Tusk's note has caused ripples among member states as well, and it highlights insitutional frictions that plagued the EU's handling of the migration crisis.

The text of the note has been changed after serious concerns were raised at a meeting of EU diplomats on Monday (11 December).

The result was propping up the role of the EU in tackling the migration crisis, and cuts on saying that only member states can take on the crisis by individual action or on a bilateral basis.

"The text could have given the impression that the role of the EU institutions was not very important … The formulation he [Tusk] used caused controversy, but the note is now corrected," an EU diplomat said.

"What Tusk says about the mandatory quotas is only stating the obvious," said another EU source, pointing out that only 32,000 people have been relocated form Greece and Italy in the same period as 1.5 million have applied for aslyum in Europe.

The source added that Tusk did not call into question the relocation scheme that was adopted in 2015, but pointed at difficuties concerning the future mechanisms on relocation proposed by the commission as part of a reform of the so-called Dublin asylum mechanism.

The commission just last week referred the Czech Republic, Hungary and Poland to the EU Court of Justice, because they have not complied with the 2015 decision.

The commission's spokesman said Wednesday that Tusk's note "only partly reflects the comprehensive and encompassing nature of the EU's collective approach to migration".

"The commission firmly disagrees that relocation has been ineffective," Margaritis Schinas added.

He tried to downplay the controversy by saying "there is no quarrel, there is no brawl" between the two institutions.

"I don't think the commission plays a constructive role here, we need to move together towards a consensus, and his [Avramopoulos] remarks did not signal that," a senior EU diplomat said, however.

Leaders' group therapy

Tusk's note also raised the question of whether the European Council president is overstepping his role as facilitator of consensus by engaging in making proposals, a job reserved for the EU commission in the bloc's political and institutional balance.

In October, the Council president came up with the idea of a so-called Leaders' Agenda, and set up a new working method and a decision calendar for EU leaders.

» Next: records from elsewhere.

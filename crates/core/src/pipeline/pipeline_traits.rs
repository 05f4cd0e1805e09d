use super::board::Board;
use super::pipeline_model::{Opportunity, PipelineStage};
use super::pipeline_service::TransitionRequest;
use crate::errors::Result;
use async_trait::async_trait;
use chrono::{DateTime, Utc};
use std::sync::Arc;

/// Read collaborator supplying opportunity snapshots.
#[async_trait]
pub trait OpportunityReaderTrait: Send + Sync {
    async fn list_opportunities(&self) -> Result<Vec<Opportunity>>;
}

/// Write collaborator persisting stage changes.
#[async_trait]
pub trait OpportunityWriterTrait: Send + Sync {
    async fn update_opportunity_stage(&self, opportunity_id: &str, stage: PipelineStage)
        -> Result<()>;
}

/// Trait for pipeline service operations
#[async_trait]
pub trait PipelineServiceTrait: Send + Sync {
    /// Replaces the snapshot with a fresh one from the reader. Returns the
    /// number of opportunities loaded.
    async fn refresh(&self) -> Result<usize>;

    fn snapshot(&self) -> Arc<Vec<Opportunity>>;

    fn board(&self, now: DateTime<Utc>) -> Board;

    /// Parses `target_stage` and dispatches the update. Fails with
    /// `UnknownStage`, or when no runtime is available for the dispatch.
    fn transition(&self, opportunity_id: &str, target_stage: &str) -> Result<TransitionRequest>;

    fn transition_to(&self, opportunity_id: &str, stage: PipelineStage)
        -> Result<TransitionRequest>;
}
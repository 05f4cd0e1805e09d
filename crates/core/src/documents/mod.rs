//! Documents module - drafts, payload assembly, and submission.

mod document_assembler;
mod documents_model;
mod documents_service;
mod documents_traits;

#[cfg(test)]
mod documents_service_tests;

pub use document_assembler::{generate_document_number, DocumentAssembler};
pub use documents_model::{DocumentDraft, NewDocument, NewDocumentItem, SubmittedDocument};
pub use documents_service::DocumentService;
pub use documents_traits::{DocumentServiceTrait, DocumentWriterTrait};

The document, which was adopted by EU leaders in October, aims at the leaders informally discussing issues that have been stuck unresolved in the bloc's legislative process to achieve a consensus.

An EU source, however, said Tusk was "not imposing any role" in this process, but only wants to spur debate by "asking difficult quesitons".

"This entire controversy is very much intentional in a way, this is what the Leaders' Agenda is about, to have an honest, political discussion on controversial issues," the EU source added.

Some EU states warned this should not result in the European Council, the meeting of the leaders, legislating itself on EU policies.

"That is a change, which also means you have have to get use to that," an EU official said.

"It might be a bit more controversial, if you want to solve controversial and divisive issues, you can either hide and wait or you can tackle them," the official said.

"The European Council president has shown support for the second option, and some might not like it," he added.

Hysterical and clumsy

While some EU diplomats described Tusk's migration note as "clumsy", "not neutral", Avramopoulos' reaction was described as "hysterical" and "unhelpful".

The dividing lines among EU countries over Tusk's phrasing can be traced back to which member states thinks what of the migration quotas.

Supporters of relocation felt a "bit of a blow" reading the note, while Visegrad countries - including the Czech Republic, Hungary, Slovakia and Poland - felt that finally their objection had received the deserved attention.

Some diplomats have said that it is actually Tusk's proactive approach that could avoid the schism that happened in 2015, when Hungary, Slovakia and the Czech Republic were voted down on the emergency relocation scheme.

They argue that the sooner all diverging positions are taken seriously, the better.

"Even though the Tusk note was controversial, it is high time to put on the table alternative views," the senior EU source said. "In a certain sense it is rebalancing the approach of the commission," the source added.